Data items

***

//! In-memory RoomRepository

use async_trait::async_trait;
use dashmap::mapref::entry::Entry;
use dashmap::DashMap;

use roomchat_core::entities::Room;
use roomchat_core::error::DomainError;
use roomchat_core::traits::{RepoResult, RoomRepository};
use roomchat_core::value_objects::Snowflake;

/// Rooms indexed by id and by unique name, with ordered participant lists
///
/// Lock order is always `by_name` before `rooms` before `participants`.
#[derive(Debug, Default)]
pub struct MemoryRoomRepository {
    rooms: DashMap<Snowflake, Room>,
    by_name: DashMap<String, Snowflake>,
    participants: DashMap<Snowflake, Vec<Snowflake>>,
}

impl MemoryRoomRepository {
    pub fn new() -> Self {
        Self::default()
    }

    /// Number of stored rooms
    pub fn room_count(&self) -> usize {
        self.rooms.len()
    }

    fn store(&self, room: &Room) {
        self.rooms.insert(room.id, room.clone());
        self.participants.insert(room.id, vec![room.creator_id]);
    }
}

#[async_trait]
impl RoomRepository for MemoryRoomRepository {
    async fn find_by_id(&self, id: Snowflake) -> RepoResult<Option<Room>> {
        Ok(self.rooms.get(&id).map(|entry| entry.value().clone()))
    }

    async fn find_by_name(&self, name: &str) -> RepoResult<Option<Room>> {
        let Some(id) = self.by_name.get(name).map(|entry| *entry.value()) else {
            return Ok(None);
        };
        self.find_by_id(id).await
    }

    async fn create(&self, room: &Room) -> RepoResult<()> {
        match self.by_name.entry(room.name.clone()) {
            Entry::Occupied(_) => Err(DomainError::RoomNameTaken(room.name.clone())),
            Entry::Vacant(slot) => {
                self.store(room);
                slot.insert(room.id);
                Ok(())
            }
        }
    }

    async fn get_or_create(&self, room: &Room) -> RepoResult<Room> {
        let id = match self.by_name.entry(room.name.clone()) {
            Entry::Occupied(existing) => *existing.get(),
            Entry::Vacant(slot) => {
                self.store(room);
                *slot.insert(room.id)
            }
        };

        self.rooms
            .get(&id)
            .map(|entry| entry.value().clone())
            .ok_or_else(|| DomainError::InternalError(format!("room {id} missing from index")))
    }

    async fn delete(&self, id: Snowflake) -> RepoResult<bool> {
        let Some(name) = self.rooms.get(&id).map(|entry| entry.value().name.clone()) else {
            return Ok(false);
        };
        self.by_name.remove_if(&name, |_, indexed| *indexed == id);
        let removed = self.rooms.remove(&id).is_some();
        self.participants.remove(&id);
        Ok(removed)
    }

    async fn add_participant(&self, room_id: Snowflake, identity_id: Snowflake) -> RepoResult<bool> {
        if !self.rooms.contains_key(&room_id) {
            return Err(DomainError::RoomNotFound(room_id.to_string()));
        }
        let mut members = self.participants.entry(room_id).or_default();
        if members.contains(&identity_id) {
            return Ok(false);
        }
        members.push(identity_id);
        Ok(true)
    }

    async fn remove_participant(
        &self,
        room_id: Snowflake,
        identity_id: Snowflake,
    ) -> RepoResult<bool> {
        let Some(mut members) = self.participants.get_mut(&room_id) else {
            return Ok(false);
        };
        let before = members.len();
        members.retain(|id| *id != identity_id);
        Ok(members.len() != before)
    }

    async fn is_participant(&self, room_id: Snowflake, identity_id: Snowflake) -> RepoResult<bool> {
        Ok(self
            .participants
            .get(&room_id)
            .is_some_and(|members| members.contains(&identity_id)))
    }

    async fn list_participants(&self, room_id: Snowflake) -> RepoResult<Vec<Snowflake>> {
        Ok(self
            .participants
            .get(&room_id)
            .map(|members| members.value().clone())
            .unwrap_or_default())
    }

    async fn list_for_participant(&self, identity_id: Snowflake) -> RepoResult<Vec<Room>> {
        let room_ids: Vec<Snowflake> = self
            .participants
            .iter()
            .filter(|entry| entry.value().contains(&identity_id))
            .map(|entry| *entry.key())
            .collect();

        let mut rooms: Vec<Room> = room_ids
            .into_iter()
            .filter_map(|id| self.rooms.get(&id).map(|entry| entry.value().clone()))
            .collect();
        rooms.sort_by(|a, b| b.created_at.cmp(&a.created_at).then(b.id.cmp(&a.id)));
        Ok(rooms)
    }
}

#[cfg(test)]
mod tests {
    use super::*;
    use std::sync::Arc;

    fn id(v: i64) -> Snowflake {
        Snowflake::new(v)
    }

    #[tokio::test]
    async fn test_create_rejects_duplicate_names() {
        let repo = MemoryRoomRepository::new();
        repo.create(&Room::new(id(1), "general", id(3))).await.unwrap();

        let err = repo.create(&Room::new(id(2), "general", id(7))).await.unwrap_err();
        assert!(matches!(err, DomainError::RoomNameTaken(_)));
        assert_eq!(repo.room_count(), 1);
    }

    #[tokio::test]
    async fn test_creator_is_first_participant() {
        let repo = MemoryRoomRepository::new();
        repo.create(&Room::new(id(1), "general", id(3))).await.unwrap();
        assert_eq!(repo.list_participants(id(1)).await.unwrap(), vec![id(3)]);
    }

    #[tokio::test]
    async fn test_get_or_create_returns_existing_room() {
        let repo = MemoryRoomRepository::new();
        let first = repo.get_or_create(&Room::new(id(1), "room_3_7", id(3))).await.unwrap();
        let second = repo.get_or_create(&Room::new(id(2), "room_3_7", id(3))).await.unwrap();
        assert_eq!(first.id, second.id);
        assert_eq!(first.passkey, second.passkey);
        assert_eq!(repo.room_count(), 1);
    }

    #[tokio::test]
    async fn test_concurrent_get_or_create_yields_one_room() {
        let repo = Arc::new(MemoryRoomRepository::new());
        let tasks: Vec<_> = (0..32)
            .map(|i| {
                let repo = Arc::clone(&repo);
                tokio::spawn(async move {
                    repo.get_or_create(&Room::new(id(100 + i), "room_3_7", id(3)))
                        .await
                        .unwrap()
                        .id
                })
            })
            .collect();

        let ids = futures::future::join_all(tasks).await;
        let first = ids[0].as_ref().unwrap();
        assert!(ids.iter().all(|r| r.as_ref().unwrap() == first));
        assert_eq!(repo.room_count(), 1);
    }

    #[tokio::test]
    async fn test_participant_add_is_idempotent() {
        let repo = MemoryRoomRepository::new();
        repo.create(&Room::new(id(1), "general", id(3))).await.unwrap();

        assert!(repo.add_participant(id(1), id(7)).await.unwrap());
        assert!(!repo.add_participant(id(1), id(7)).await.unwrap());
        assert_eq!(repo.list_participants(id(1)).await.unwrap(), vec![id(3), id(7)]);

        assert!(repo.remove_participant(id(1), id(7)).await.unwrap());
        assert!(!repo.remove_participant(id(1), id(7)).await.unwrap());
        assert!(!repo.is_participant(id(1), id(7)).await.unwrap());
    }

    #[tokio::test]
    async fn test_delete_frees_the_name() {
        let repo = MemoryRoomRepository::new();
        repo.create(&Room::new(id(1), "general", id(3))).await.unwrap();
        repo.add_participant(id(1), id(7)).await.unwrap();

        assert!(repo.delete(id(1)).await.unwrap());
        assert!(!repo.delete(id(1)).await.unwrap());
        assert!(repo.find_by_name("general").await.unwrap().is_none());
        assert!(repo.list_participants(id(1)).await.unwrap().is_empty());
        assert!(repo.list_for_participant(id(7)).await.unwrap().is_empty());

        repo.create(&Room::new(id(2), "general", id(7))).await.unwrap();
        assert_eq!(repo.room_count(), 1);
    }

    #[tokio::test]
    async fn test_add_participant_to_unknown_room() {
        let repo = MemoryRoomRepository::new();
        assert!(repo.add_participant(id(1), id(3)).await.is_err());
    }

    #[tokio::test]
    async fn test_list_for_participant() {
        let repo = MemoryRoomRepository::new();
        repo.create(&Room::new(id(1), "general", id(3))).await.unwrap();
        repo.create(&Room::new(id(2), "random", id(7))).await.unwrap();
        repo.add_participant(id(2), id(3)).await.unwrap();

        let rooms = repo.list_for_participant(id(3)).await.unwrap();
        assert_eq!(rooms.len(), 2);
        assert!(repo.list_for_participant(id(99)).await.unwrap().is_empty());
    }
}
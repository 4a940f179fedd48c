//! Database models - SQLx-compatible structs for PostgreSQL tables

mod identity;
mod message;
mod room;

pub use identity::IdentityModel;
pub use message::MessageModel;
pub use room::RoomModel;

***

From the records above, pull every line that carries the word "message".

mod message;
pub use message::MessageModel;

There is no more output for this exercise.